Friday 21 October 2011

Only Lovers Left Alive by Dave Wallis: Book Review, First Edition (Anthony Blond, 1964), Bruce Fleming Cover Photo

After a Violent World of Parker/Existential Ennui Westlake Score cross-post, it's back to the post-apocalyptic prose. And this next novel concerns a very different kind of apocalypse, one which is somewhat simpatico with the name of this very blog, and has gained an added significance in recent months...

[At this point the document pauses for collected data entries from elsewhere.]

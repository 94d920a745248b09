//! Integration test crate for vigil.
//!
//! This crate exists solely for integration testing. It is `publish = false`
//! and has no library code; all tests live in `tests/`.

#![deny(unsafe_code)]
#![warn(missing_docs)]
#![deny(clippy::all)]
#![warn(unreachable_pub)]
#![deny(clippy::unwrap_used)]
#![cfg_attr(test, allow(clippy::unwrap_used))]
//! Sequence numbers and digest identifiers.

use serde::{Deserialize, Serialize};
use std::fmt;

use crate::error::{CoreError, CoreResult};

/// A sequence number in either the log or a group's sigchain.
///
/// Both sequences start at 1 and only grow.
#[derive(
    Debug, Clone, Copy, Default, PartialEq, Eq, PartialOrd, Ord, Hash, Serialize, Deserialize,
)]
#[serde(transparent)]
pub struct Seqno(pub u64);

impl Seqno {
    /// How far `self` is ahead of `earlier`, or 0 if it is not ahead.
    #[must_use]
    pub const fn saturating_distance_from(self, earlier: Seqno) -> u64 {
        self.0.saturating_sub(earlier.0)
    }

    /// The following sequence number, if it does not overflow.
    #[must_use]
    pub const fn checked_next(self) -> Option<Seqno> {
        match self.0.checked_add(1) {
            Some(n) => Some(Seqno(n)),
            None => None,
        }
    }
}

impl fmt::Display for Seqno {
    fn fmt(&self, f: &mut fmt::Formatter<'_>) -> fmt::Result {
        write!(f, "{}", self.0)
    }
}

impl From<u64> for Seqno {
    fn from(n: u64) -> Self {
        Self(n)
    }
}

/// Defines a 32-byte digest newtype serialized as lowercase hex.
macro_rules! digest_type {
    ($(#[$meta:meta])* $name:ident) => {
        $(#[$meta])*
        #[derive(Clone, Copy, PartialEq, Eq, Hash)]
        pub struct $name([u8; 32]);

        impl $name {
            /// Create from raw bytes.
            #[must_use]
            pub const fn from_bytes(bytes: [u8; 32]) -> Self {
                Self(bytes)
            }

            /// Get the raw bytes.
            #[must_use]
            pub const fn as_bytes(&self) -> &[u8; 32] {
                &self.0
            }

            /// Encode as hex string.
            #[must_use]
            pub fn to_hex(&self) -> String {
                hex::encode(self.0)
            }

            /// Decode from hex string.
            ///
            /// # Errors
            ///
            /// Returns [`CoreError::InvalidDigest`] if the string is not
            /// valid hex or does not decode to 32 bytes.
            pub fn from_hex(s: &str) -> CoreResult<Self> {
                let bytes = hex::decode(s).map_err(|e| CoreError::InvalidDigest(e.to_string()))?;
                let bytes: [u8; 32] = bytes.try_into().map_err(|b: Vec<u8>| {
                    CoreError::InvalidDigest(format!("expected 32 bytes, got {}", b.len()))
                })?;
                Ok(Self(bytes))
            }
        }

        impl fmt::Debug for $name {
            fn fmt(&self, f: &mut fmt::Formatter<'_>) -> fmt::Result {
                write!(f, "{}({})", stringify!($name), &self.to_hex()[..16])
            }
        }

        impl fmt::Display for $name {
            fn fmt(&self, f: &mut fmt::Formatter<'_>) -> fmt::Result {
                write!(f, "{}", self.to_hex())
            }
        }

        impl Serialize for $name {
            fn serialize<S>(&self, serializer: S) -> Result<S::Ok, S::Error>
            where
                S: serde::Serializer,
            {
                serializer.serialize_str(&self.to_hex())
            }
        }

        impl<'de> Deserialize<'de> for $name {
            fn deserialize<D>(deserializer: D) -> Result<Self, D::Error>
            where
                D: serde::Deserializer<'de>,
            {
                let s = String::deserialize(deserializer)?;
                Self::from_hex(&s).map_err(serde::de::Error::custom)
            }
        }

        impl From<[u8; 32]> for $name {
            fn from(bytes: [u8; 32]) -> Self {
                Self(bytes)
            }
        }
    };
}

digest_type!(
    /// Hash reference to one link of a group's sigchain.
    LinkId
);

digest_type!(
    /// Opaque root hash of a log snapshot.
    RootHash
);

#[cfg(test)]
mod tests {
    use super::*;

    #[test]
    fn test_seqno_distance() {
        assert_eq!(Seqno(1500).saturating_distance_from(Seqno(400)), 1100);
        assert_eq!(Seqno(3).saturating_distance_from(Seqno(9)), 0);
    }

    #[test]
    fn test_seqno_next() {
        assert_eq!(Seqno(1).checked_next(), Some(Seqno(2)));
        assert_eq!(Seqno(u64::MAX).checked_next(), None);
    }

    #[test]
    fn test_digest_hex() {
        let link = LinkId::from_bytes([0xab; 32]);
        assert_eq!(LinkId::from_hex(&link.to_hex()).unwrap(), link);
        assert!(LinkId::from_hex("abcd").is_err());
        assert!(RootHash::from_hex("not hex").is_err());
    }

    #[test]
    fn test_seqno_as_map_key() {
        let mut probes = std::collections::BTreeMap::new();
        probes.insert(Seqno(12), 0usize);
        probes.insert(Seqno(40), 1usize);
        let json = serde_json::to_string(&probes).unwrap();
        assert_eq!(json, r#"{"12":0,"40":1}"#);
        let back: std::collections::BTreeMap<Seqno, usize> = serde_json::from_str(&json).unwrap();
        assert_eq!(back, probes);
    }
}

Only Lovers Left Alive by Dave Wallis was first published in hardback by Anthony Blond in the UK in 1964, under a dustjacket (designed by T. O. Elmes) boasting a terrific wraparound picture by made-to-order reportage photographer Bruce Fleming:

As with the Pan paperback of Pat Frank's Alas, Babylon, I actually saw this particular edition of the novel in the British Library's science fiction-themed "Out of this World" exhibition over the summer, and was inspired to track down a copy. And there aren't too many copies of the Blond first edition around: AbeBooks has just three listed at the moment, and just seventeen copies in total of any edition, the majority being either the 1964 US E. P. Dutton hardback or the 1965 US Bantam paperback (the book's been out of print for years).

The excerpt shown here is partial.